Cross Validation

Intro

Every time after we make a model, we have to check if it is functioning properly or not. But testing on the data that was used to build the model is a bad idea. When testing if one performs well, it should be tested on a separate data set which hasn't been used for training which is the reason before doing anything, we separate the whole data into training and testing sets.

Once we build a model, we test it on testing set over and over again until it becomes accurate enough to be used. A problem in this case is this is also a bad practice. Doing this will cause the model to be over-fitting on testing data that when some new data is inserted, it may work poorly. This is a reason that testing set should only be used once throughout the entire training and testing.

cross_validation function(features, x, y, k):

error = []

for k times

validation = one chunk of x
v_label = one chunk of y

training = k-1 chunks of x
t_label = k-1 chunks of y

train and predict model
append error from loss

return the mean of errors

Coding

We can easily do the cross validation with existing library (scikit). But since the idea is simple and implementation is also easy do, let's try implementing it on our own first, and then see how to use the library. Again, we will use linear regression with housing price data.
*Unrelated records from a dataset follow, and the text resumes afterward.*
//! Configuration structures for logsink

use crate::{LogSinkError, Result};
use serde::{Deserialize, Serialize};
use std::path::{Path, PathBuf};
use std::time::Duration;

/// Server configuration
#[derive(Debug, Clone, Serialize, Deserialize)]
pub struct ServerConfig {
    /// Listener settings
    pub server: ServerSettings,
    /// Storage configuration
    pub storage: StorageSettings,
    /// Retention sweep configuration
    pub retention: RetentionSettings,
}

/// Core listener settings
#[derive(Debug, Clone, Serialize, Deserialize)]
pub struct ServerSettings {
    /// Address to bind the TCP listener to
    pub bind_address: String,
    /// Port to bind the TCP listener to
    pub port: u16,
    /// Buffer size for reading data from a client
    pub buffer_size: usize,
    /// Seconds a session may sit idle before it is closed
    pub idle_timeout_secs: u64,
}

/// Storage configuration
#[derive(Debug, Clone, Serialize, Deserialize)]
pub struct StorageSettings {
    /// Directory to store log files
    pub output_directory: PathBuf,
    /// Prefix for every log file name
    pub file_prefix: String,
}

/// Retention sweep configuration
#[derive(Debug, Clone, Serialize, Deserialize)]
pub struct RetentionSettings {
    /// Enable the background retention sweep
    pub enabled: bool,
    /// Maximum age of log files in whole days
    pub max_age_days: u64,
    /// Seconds between sweeps
    pub sweep_interval_secs: u64,
}

impl Default for ServerConfig {
    fn default() -> Self {
        Self {
            server: ServerSettings {
                bind_address: "0.0.0.0".to_string(),
                port: 514,
                buffer_size: 2048,
                idle_timeout_secs: 60,
            },
            storage: StorageSettings {
                output_directory: PathBuf::from("log"),
                file_prefix: "ATS_PSD_log".to_string(),
            },
            retention: RetentionSettings {
                enabled: true,
                max_age_days: 30,
                sweep_interval_secs: 86400,
            },
        }
    }
}

impl ServerConfig {
    /// Load configuration from TOML file
    pub fn from_file<P: AsRef<Path>>(path: P) -> Result<Self> {
        let content = std::fs::read_to_string(path)
            .map_err(|e| LogSinkError::Config(format!("Failed to read config file: {}", e)))?;

        let config: ServerConfig = toml::from_str(&content)
            .map_err(|e| LogSinkError::Config(format!("Failed to parse config: {}", e)))?;

        config.validate()?;
        Ok(config)
    }

    /// Validate configuration
    pub fn validate(&self) -> Result<()> {
        if self.server.bind_address.is_empty() {
            return Err(LogSinkError::Config(
                "Bind address cannot be empty".to_string(),
            ));
        }
        if self.server.buffer_size == 0 {
            return Err(LogSinkError::Config(
                "Buffer size must be non-zero".to_string(),
            ));
        }
        if self.server.idle_timeout_secs == 0 {
            return Err(LogSinkError::Config(
                "Idle timeout must be non-zero".to_string(),
            ));
        }
        if self.storage.file_prefix.is_empty() {
            return Err(LogSinkError::Config(
                "File prefix cannot be empty".to_string(),
            ));
        }
        Ok(())
    }

    /// The bind endpoint as an `addr:port` string
    pub fn bind_endpoint(&self) -> String {
        format!("{}:{}", self.server.bind_address, self.server.port)
    }

    /// Session idle timeout as a `Duration`
    pub fn idle_timeout(&self) -> Duration {
        Duration::from_secs(self.server.idle_timeout_secs)
    }
}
Import libraries and Load and Prep Data

import numpy as np
import pandas as pd
from sklearn.model_selection import train_test_split
from sklearn.linear_model import LinearRegression
train = pd.read_csv('./data/train.csv')
test = pd.read_csv('./data/test.csv')
X = train
y = train.loc[:, ['SalePrice']]
# set split size to 0.8
X_train, y_train, X_test, y_test = train_test_split(X, y, train_size=0.8)

Now, let's define necessary functions.

# Root Mean Squared Error
def rmse(y, y_hat):
    return np.sqrt(np.mean((y - y_hat)**2))

def get_index(x, size):
    index = []
    validation = []
    r = set([i for i in range(len(x))])

    for i in range(len(x)):
        validation.append(i)

        if (i+1) % size == 0 or i == len(x)-1:

            training = list(r - set(validation))
            index.append([np.array(training), np.array(validation)])
            validation = []

    return index

def cross_validation(x, y, k=5):

    size = ceil(len(x) / k)

    # list of list of indices to split
    index = get_index(x, size)
    error = np.array([])

    model = LinearRegression()

    for training, validation in index:

        train = x.iloc[training]
        test = y.iloc[training]

        val_train = x.iloc[validation]
        val_test = y.iloc[validation]

        model.fit(train, test)

        pred = model.predict(val_train)

        err = rmse(val_test, pred)

        error = np.append(err, error)

    return error.mean()

Now that we have finished all the functions necessary for cross validation, let's check out a set of features to put into the model to compare each performance. I've set five different list of features as below and using the cross validation functions we just implemented, we will see which features set produce the least amount of error.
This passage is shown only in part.